Les séquences où des enfants sont attaqués ont raison du traumatisme que le sans scrupules Alfred Hitchcock à fait subir aux plus jeunes. Et si vous comptez montrer, ou avez montré Les Oiseaux à vos enfants pour que plus jamais ils ne regardent les oiseaux de la même manière et qu'ils arrêtent de donner la moitié de leur sandwich à des connasses de mouettes qui réclament sans cesse, c'est la preuve que vous êtes un sadique.
Aussi bien aujourd'hui qu'à l'époque, les impressionnants effets spéciaux du long-métrage fonctionnent magnifiquement bien et, n'ayons pas peur des mots, furent une révolution. L'image du malheureux aux yeux crevés sera restée en mémoire de la mère de Mitch aussi bien que dans celle des spectateurs, et le film usera pour l'une des premières fois, notamment par la vue du sang, d'une horreur réaliste.

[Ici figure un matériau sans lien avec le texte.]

fn run_style(studio: &mut CliStudio, command: StyleCommand) -> Result<()> {
    match command {
        StyleCommand::Set { story, image } => {
            if let Some(err) = studio.set_art_style(&story, read_image(&image)?)? {
                eprintln!("warning: art style saved without analysis: {err}");
            }
        }
        StyleCommand::Clear { story } => studio.clear_art_style(&story)?,
    }
    Ok(())
}

fn run_scene(studio: &mut CliStudio, command: SceneCommand) -> Result<()> {
    match command {
        SceneCommand::Generate { story, scene } => {
            let scene_id = resolve_scene(studio.story(&story)?, &scene)?;
            match studio.generate(&story, &scene_id)? {
                GenerateOutcome::PromptComposed(prompt) => {
                    println!("{prompt}");
                    println!("\nprompt saved; run generate again to render the image");
                }
                GenerateOutcome::ImageGenerated(image) => {
                    println!("generated {} ({})", scene_id, image.mime_type());
                }
            }
        }
        SceneCommand::GenerateAll {
            story,
            auto_compose,
        } => {
            let report = studio.generate_all(&story, auto_compose, |current, total| {
                eprintln!("[{current}/{total}] generating");
            })?;
            println!(
                "{} of {} scenes generated",
                report.generated.len(),
                report.total
            );
            if !report.composed.is_empty() {
                println!(
                    "{} prompts composed for review; run generate-all again to render them",
                    report.composed.len()
                );
            }
            for (scene_id, message) in &report.failed {
                println!("  failed {scene_id}: {message}");
            }
        }
        SceneCommand::Edit {
            story,
            scene,
            instruction,
        } => {
            let scene_id = resolve_scene(studio.story(&story)?, &scene)?;
            studio.edit(&story, &scene_id, &instruction)?;
            println!("edited {scene_id}");
        }
        SceneCommand::Describe { story, scene, text } => {
            let scene_id = resolve_scene(studio.story(&story)?, &scene)?;
            studio.edit_description(&story, &scene_id, &text)?;
        }
        SceneCommand::SetPrompt {
            story,
            scene,
            prompt,
            file,
        } => {
            let scene_id = resolve_scene(studio.story(&story)?, &scene)?;
            let prompt = match (prompt, file) {
                (Some(prompt), _) => prompt,
                (None, Some(file)) => fs::read_to_string(&file)
                    .with_context(|| format!("failed reading {}", file.display()))?,
                (None, None) => bail!("a prompt or --file is required"),
            };
            studio.set_custom_prompt(&story, &scene_id, &prompt)?;
        }
        SceneCommand::ClearPrompt { story, scene } => {
            let scene_id = resolve_scene(studio.story(&story)?, &scene)?;
            studio.clear_custom_prompt(&story, &scene_id)?;
        }
        SceneCommand::Shot { story, scene, shot } => {
            let scene_id = resolve_scene(studio.story(&story)?, &scene)?;
            studio.set_shot_type(&story, &scene_id, shot)?;
        }
        SceneCommand::Aspect {
            story,
            scene,
            ratio,
        } => {
            let scene_id = resolve_scene(studio.story(&story)?, &scene)?;
            studio.set_aspect_ratio(&story, &scene_id, ratio)?;
        }
        SceneCommand::SaveImage { story, scene, out } => {
            let story = studio.story(&story)?;
            let scene_id = resolve_scene(story, &scene)?;
            let image = story.scene(&scene_id)?.image.as_ref().ok_or_else(|| {
                FolioError::validation(format!("scene '{scene_id}' has no image yet"))
            })?;
            fs::write(&out, image.decode()?)
                .with_context(|| format!("failed writing {}", out.display()))?;
            println!("{}", out.display());
        }
    }
    Ok(())
}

A l'instar de La Planète des Singes où l'évolution de l'intelligence des singes a réduit l'Humanité en esclavage, la question d'une domination par une espèce moins intelligente certes, plus petite certes, à l'aspect inoffensif certes, mais qui en réalité est en bien plus grand nombre que celle des humains (ici, une petite population à l'instar du territoire des mouettes, le bord de mer, et l'obscurité sinistre des corbeaux), qui existe depuis la nuit des temps (donc qui logiquement aurait évoluée) et qui attaque en nombre. Car le nombre impressionnant d'oiseaux sur les toits, les fils électriques, attendant patiemment une nouvelle occasion de bondir sur leurs proies, donne une sensation d'infériorité. Surplombant le port de Bodega Bay avant l'attaque du lieu, volant si haut que l'humain occupé ne peut pas les voir, les oiseaux voient tout, et dominent le territoire aussi bien qu'ils le terrorisent.


La dernière séquence du film donne lieue à la « défaite » des humains, quittant le lieu en voiture : en nombre, sur le sol terrestre, sur les rampes, les marches et le toit, les oiseaux montrent leur domination. De la même façon qu'à l'ère primitive, les oiseaux ont choisi Bodega Bay comme étant leur territoire et useront de tous les moyens, aussi cruels soient-ils, ou s'allier comme le dénigrait la spécialiste. En quelques sortes, les oiseaux, jouissant de leurs ailes pour voler, sont supérieurs à l'Homme, qui fantasme sur la liberté sans limites de ces fabuleux volatiles.
La peur est donc présente chez tous : le spectateur est angoissé, les humains ont peur de mourir et les oiseaux, contraints de s'attaquer à tous ceux qui entourent celle qui aura eue le malheur d'apporter des semblables en guise de cadeau, ont peur d'être mis en cage.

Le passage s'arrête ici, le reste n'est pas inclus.